Marina pede tempo, mas promete dar explicações nesta terça

Presidenciável disse que partido dará resposta completa

iG Minas Gerais |

Escalado. Vice de Marina, Beto Albuquerque tem centralizado as respostas sobre o acidente aéreo
LUCIANO LEON/RAW IMAGE/ESTADÃO CONTEÚDO - 21.8.2014
Escalado. Vice de Marina, Beto Albuquerque tem centralizado as respostas sobre o acidente aéreo

São Paulo. Candidata do PSB à Presidência da República, a ex-ministra Marina Silva falou pela primeira vez nesta segunda sobre a polêmica que envolve o jato utilizado por Eduardo Campos na quarta-feira, 13 de agosto, dia do acidente que matou o ex-governador de Pernambuco e outras seis pessoas. Segundo a ex-senadora, o PSB está juntando as informações e, até nesta terça, dará as explicações necessárias. Marina pediu tempo para o partido dar uma resposta completa do ponto de vista legal.

A Polícia Federal (PF) investiga o uso da aeronave e a possibilidade de ela ter sido comprada por meio de caixa dois empresarial ou do partido. O avião não aparece na primeira prestação de contas da campanha do PSB.

Em visita à 23ª Bienal do Livro, em São Paulo, Marina disse que, além das explicações legais sobre o uso do jato, o PSB tem a preocupação de que os esclarecimentos sobre as razões do acidente sejam dados. “Queremos que sejam dadas as explicações de acordo com a materialidade dos fatos e, para termos a materialidade dos fatos, é preciso que haja tempo necessário para que essas explicações tenham as devidas bases legais”, disse a presidenciável.

O PSB contratou um escritório de advocacia para cuidar do caso e, até agora, nenhum integrante do partido, nem mesmo Marina, deu explicações claras sobre o assunto.

O candidato a vice de Marina, deputado Beto Albuquerque (RS), é quem tem se escalado desde sexta-feira para responder às questões sobre o jato. Nesta segunda, mais uma vez, Marina apenas assentiu e deu lugar ao vice diante das câmeras. No entanto, acabou questionada pelos jornalistas para que fosse ela quem desse a palavra final.
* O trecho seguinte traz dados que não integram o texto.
//! Interactive serial port selection.
//!
//! Resolution order:
//! - explicit `--port`
//! - `[port.connection] serial` from the config
//! - auto-detected bootloader ports (built-in USB IDs, the device profile's
//!   IDs and any remembered in the config)
//! - an interactive prompt, never in non-interactive mode

use {
    crate::{CliError, config::Config},
    anyhow::Result,
    caterflash::{BoardKind, DetectedPort, UsbId, UsbMode, detect_ports},
    console::style,
    dialoguer::{Confirm, Error as DialoguerError, Select, theme::ColorfulTheme},
    log::{debug, error, info, warn},
    std::{cmp::Ordering, io::IsTerminal},
};

/// Options for serial port selection.
#[derive(Debug, Clone, Default)]
pub struct SerialOptions {
    /// Explicit port specified via CLI.
    pub port: Option<String>,
    /// List all ports (including unknown types).
    pub list_all_ports: bool,
    /// Non-interactive mode (fail if multiple ports).
    pub non_interactive: bool,
    /// Force confirmation even for single recognized port.
    pub confirm_port: bool,
}

/// Result of port selection including whether it was a known bootloader.
pub struct SelectedPort {
    /// The selected port info.
    pub port: DetectedPort,
    /// Whether this port matched a known/configured bootloader ID.
    pub is_known: bool,
}

fn usage_err(message: &str) -> anyhow::Error {
    // Selection failures are setup problems and map to exit code 2.
    CliError::Usage(message.to_string()).into()
}

fn cancelled_err() -> anyhow::Error {
    CliError::Cancelled("Port selection cancelled".to_string()).into()
}

/// Take the only element of `ports`.
fn single(ports: Vec<DetectedPort>) -> Result<DetectedPort> {
    ports
        .into_iter()
        .next()
        .ok_or_else(|| usage_err("No serial ports available"))
}

fn select_non_interactive_port(
    selection_ports: Vec<DetectedPort>,
    config: &Config,
    ids: &[UsbId],
) -> Result<SelectedPort> {
    match selection_ports.len().cmp(&1) {
        Ordering::Equal => {
            let port = single(selection_ports)?;
            Ok(SelectedPort {
                is_known: is_known_device(&port, config, ids),
                port,
            })
        },
        Ordering::Greater => Err(usage_err(
            "Found multiple serial ports; pass --port to choose one in non-interactive mode",
        )),
        Ordering::Less => Err(usage_err("No serial ports available")),
    }
}

/// Select a serial port interactively or automatically.
///
/// `ids` are the bootloader IDs of the selected device profile.
pub fn select_serial_port(
    options: &SerialOptions,
    config: &Config,
    ids: &[UsbId],
) -> Result<SelectedPort> {
    if let Some(port_name) = &options.port {
        return Ok(find_port_by_name(port_name, config, ids));
    }

    if let Some(port_name) = &config.port.connection.serial {
        debug!("Using port from config: {port_name}");
        return Ok(find_port_by_name(port_name, config, ids));
    }

    let ports = detect_ports();
    if ports.is_empty() {
        return Err(usage_err(
            "No serial ports found; is the board connected and in bootloader mode?",
        ));
    }

    let selection_ports = candidate_ports(ports, options, config, ids);

    if options.non_interactive {
        return select_non_interactive_port(selection_ports, config, ids);
    }

    match selection_ports.len().cmp(&1) {
        Ordering::Greater => {
            ensure_interactive_terminal()?;
            select_port_interactive(selection_ports, config, ids)
        },
        Ordering::Equal => {
            let port = single(selection_ports)?;
            let is_known = is_known_device(&port, config, ids);

            if is_known && !options.confirm_port {
                info!("Auto-selected port: {} [{}]", port.name, port.board.name());
                Ok(SelectedPort { port, is_known })
            } else {
                ensure_interactive_terminal()?;
                confirm_single_port(port)
            }
        },
        Ordering::Less => Err(usage_err("No serial ports available")),
    }
}

/// Narrow `ports` to known bootloaders unless asked for all of them.
fn candidate_ports(
    ports: Vec<DetectedPort>,
    options: &SerialOptions,
    config: &Config,
    ids: &[UsbId],
) -> Vec<DetectedPort> {
    let known_ports: Vec<DetectedPort> = ports
        .iter()
        .filter(|p| is_known_device(p, config, ids))
        .cloned()
        .collect();

    if known_ports.is_empty() {
        if let Some(app) = ports
            .iter()
            .find(|p| p.mode == Some(UsbMode::Application))
        {
            warn!(
                "{} on {} is running its sketch; double-tap reset to enter the bootloader",
                app.board.name(),
                app.name
            );
        }
    }

    if options.list_all_ports || known_ports.is_empty() {
        ports
    } else {
        known_ports
    }
}

fn ensure_interactive_terminal() -> Result<()> {
    if std::io::stdin().is_terminal() && std::io::stderr().is_terminal() {
        Ok(())
    } else {
        Err(usage_err(
            "Port selection needs an interactive terminal; pass --port",
        ))
    }
}

fn map_prompt_error(err: DialoguerError) -> anyhow::Error {
    match err {
        DialoguerError::IO(io_err) => {
            if io_err.kind() == std::io::ErrorKind::Interrupted {
                cancelled_err()
            } else {
                usage_err("Port selection prompt failed")
            }
        },
    }
}

/// Find a port by name, falling back to a bare entry for unlisted names.
fn find_port_by_name(name: &str, config: &Config, ids: &[UsbId]) -> SelectedPort {
    let ports = detect_ports();

    let found = ports
        .iter()
        .find(|p| p.name == name)
        .or_else(|| ports.iter().find(|p| p.name.eq_ignore_ascii_case(name)));

    match found {
        Some(port) => SelectedPort {
            port: port.clone(),
            is_known: is_known_device(port, config, ids),
        },
        None => SelectedPort {
            port: DetectedPort {
                name: name.to_string(),
                board: BoardKind::Unknown,
                mode: None,
                vid: None,
                pid: None,
                manufacturer: None,
                product: None,
                serial: None,
            },
            is_known: false,
        },
    }
}

/// Check if a port is a bootloader we know how to talk to.
fn is_known_device(port: &DetectedPort, config: &Config, ids: &[UsbId]) -> bool {
    if port.is_bootloader() {
        return true;
    }

    port.usb_id()
        .is_some_and(|id| ids.contains(&id) || config.is_known_usb(id))
}

/// Display label for a port in the selection list.
fn port_label(port: &DetectedPort, is_known: bool) -> String {
    let name = if is_known {
        style(&port.name).bold().to_string()
    } else {
        port.name.clone()
    };

    let device_info = match (port.board.is_known(), port.mode, port.usb_id()) {
        (true, Some(UsbMode::Bootloader), _) => {
            format!(" [{}]", style(format!("{}, bootloader", port.board.name())).yellow())
        },
        (true, _, _) => format!(" [{}]", style(port.board.name()).yellow()),
        (false, _, Some(id)) => format!(" ({id})"),
        (false, _, None) => String::new(),
    };

    let product = port
        .product
        .as_ref()
        .map(|p| format!(" - {}", style(p).dim()))
        .unwrap_or_default();

    format!("{name}{device_info}{product}")
}

/// Interactive port selection.
fn select_port_interactive(
    mut ports: Vec<DetectedPort>,
    config: &Config,
    ids: &[UsbId],
) -> Result<SelectedPort> {
    eprintln!(
        "{} Detected {} serial ports",
        style("ℹ").blue(),
        ports.len()
    );
    eprintln!(
        "{}",
        style("Bootloader ports are shown in bold").dim()
    );

    // Known devices first
    ports.sort_by_key(|p| !is_known_device(p, config, ids));

    let term_width = usize::from(console::Term::stderr().size().1);
    let max_item_width = term_width.saturating_sub(4);
    let port_names: Vec<String> = ports
        .iter()
        .map(|port| {
            let label = port_label(port, is_known_device(port, config, ids));
            console::truncate_str(&label, max_item_width, "\u{2026}").into_owned()
        })
        .collect();

    let selection = Select::with_theme(&ColorfulTheme::default())
        .with_prompt("Select the board's serial port")
        .items(&port_names)
        .default(0)
        .interact_opt()
        .map_err(map_prompt_error)?;

    match selection {
        Some(index) => {
            let port = ports
                .into_iter()
                .nth(index)
                .ok_or_else(|| anyhow::anyhow!("Invalid port index: {index}"))?;
            let is_known = is_known_device(&port, config, ids);
            Ok(SelectedPort { port, is_known })
        },
        None => Err(cancelled_err()),
    }
}

/// Confirm use of a single unrecognized port.
fn confirm_single_port(port: DetectedPort) -> Result<SelectedPort> {
    let product_info = port
        .product
        .as_ref()
        .map(|p| format!(" - {p}"))
        .unwrap_or_default();

    let confirmed = Confirm::with_theme(&ColorfulTheme::default())
        .with_prompt(format!("Use {}{product_info}?", port.name))
        .default(true)
        .interact_opt()
        .map_err(map_prompt_error)?
        .unwrap_or(false);

    if confirmed {
        Ok(SelectedPort {
            port,
            is_known: false,
        })
    } else {
        Err(cancelled_err())
    }
}

/// Ask user if they want to remember this port's USB ID as a bootloader.
pub fn ask_remember_port(port: &DetectedPort, config: &mut Config) -> Result<()> {
    let Some(id) = port.usb_id() else {
        return Ok(());
    };
    if config.is_known_usb(id) {
        return Ok(());
    }

    let confirmed = Confirm::with_theme(&ColorfulTheme::default())
        .with_prompt(format!("Remember {id} as a bootloader for auto-detection?"))
        .default(false)
        .interact_opt()
        .map_err(map_prompt_error)?
        .unwrap_or(false);

    if confirmed {
        if let Err(e) = config.remember_usb_device(id) {
            error!("Failed to save port configuration: {e}");
        }
    }

    Ok(())
}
Compra. A PF apura as condições da compra do jato e de seu uso na campanha do PSB. Avaliada em R$ 18,5 milhões, a aeronave pertence ao grupo A. F. Andrade, que está em recuperação judicial. Em 15 de maio, o empresário João Carlos Lyra de Melo Filho, amigo de Campos, assinou um compromisso de compra do jato e indicou duas empresas para assumir dívidas com o fabricante do avião, a americana Cessna.

Uma delas, a BR Par, é uma empresa de fachada. A outra, a Bandeirantes Companhia de Pneus, foi recusada pela Cessna por falta de capacidade econômica. Segundo a Bandeirantes, não houve fraude na tentativa de compra do avião que caiu.

A empresa já cedeu um outro avião para a candidatura do presidenciável. Foi um Learjet 45, usado por Campos no dia 20 de maio para ir a um evento em Feira de Santana (BA). A informação foi revelada nesta segunda pelo jornal “O Estado de São Paulo”.

Credor

Banco. Segundo dados da Agência Nacional de Aviação Civil (Anac), o avião que conduziu Campos à Bahia, em maio pertence ao Bank of Utah Trustee e é operado pela Bandeirantes.